SAN FRANCISCO - If you've been to Baker Beach in San Francisco this week, you've probably seen droves of blue jellyfish-like creatures covering the shore.
Despite their deceiving appearance, these flat, oval-shaped animals are not technically jellyfish, but Velella Velella, or by-the-wind-sailors. The species is, however, related to jellyfish, along with sea anemones, corals, and hydroids, according to the National Park Service.
The creatures live on the surface of the water and wash up on beaches in the spring and early summer months. They are blue and purple in color and have blue tentacles that contain stinging cells, according to the park service.
What is a Velella Velella?
What we know:
The body of a Velella Velella has a "sail," which is triangular and 2-inches high, hence the "by-the-wind-sailor" name. The creatures can't exactly navigate the water using their sail, but they move with help from the wind – making them different than jellyfish, which drift with ocean currents.
The California Department of Fish and Wildlife notes the species cannot control its direction, only moving by "sail."
When winds shift, the blue creatures are drawn to the coast.
"When the prevailing winds shift, such as during a storm, the Velella are driven towards the coast, where they often are stranded on beaches in great numbers," the National Park Service says. "As the Velella dries out on the beach, it becomes brittle and transparent, looking like a cellophane candy wrapper."
Baker Beach, San Francisco on April 28, 2026
Are Velella Velella dangerous to humans?
Why you should care:
The small creatures are not dangerous to humans and have very few predators because of their stinging cells. The known predators include nudibranchs (sea slugs) in the genus Glaucus and purple snails in the genus Janthina, according to the National Park Service.
The small blue sea creatures resemble plastic when they wash up on shore, due to the translucent fading that happens when they die on the shore.

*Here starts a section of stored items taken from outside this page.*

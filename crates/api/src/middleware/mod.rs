//! Extractors that run before a handler body.
//!
//! - [`company::CompanyByCode`] -- Resolves the `{code}` path parameter to a stored company.

pub mod company;
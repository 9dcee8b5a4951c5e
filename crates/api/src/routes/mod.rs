pub mod companies;
pub mod health;
pub mod invoices;

use axum::http::Uri;
use axum::Router;

use crate::error::AppError;
use crate::state::AppState;

/// Build the resource route tree.
///
/// ```text
/// /companies            list, create
/// /companies/{code}     get, update, delete
/// /invoices             list, create
/// /invoices/{id}        get, update, delete
/// ```
///
/// Anything else falls through to a JSON 404.
pub fn api_routes() -> Router<AppState> {
    Router::new()
        .nest("/companies", companies::router())
        .nest("/invoices", invoices::router())
        .fallback(route_not_found)
}

async fn route_not_found(uri: Uri) -> AppError {
    AppError::RouteNotFound(uri.path().to_string())
}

What draws Velella Velella to ocean shores?
"After they leave the water and die on the shore, their bright blue bodies fade translucent, and their texture becomes just like a plastic bag," Southern California's Morro Bay National Estuary Program says.
The nonprofit says warmer ocean temperatures and storms can drive the creatures to be stranded on shore.
The Source: National Park Service, California Department of Fish and Wildlife and the Morro Bay National Estuary Program.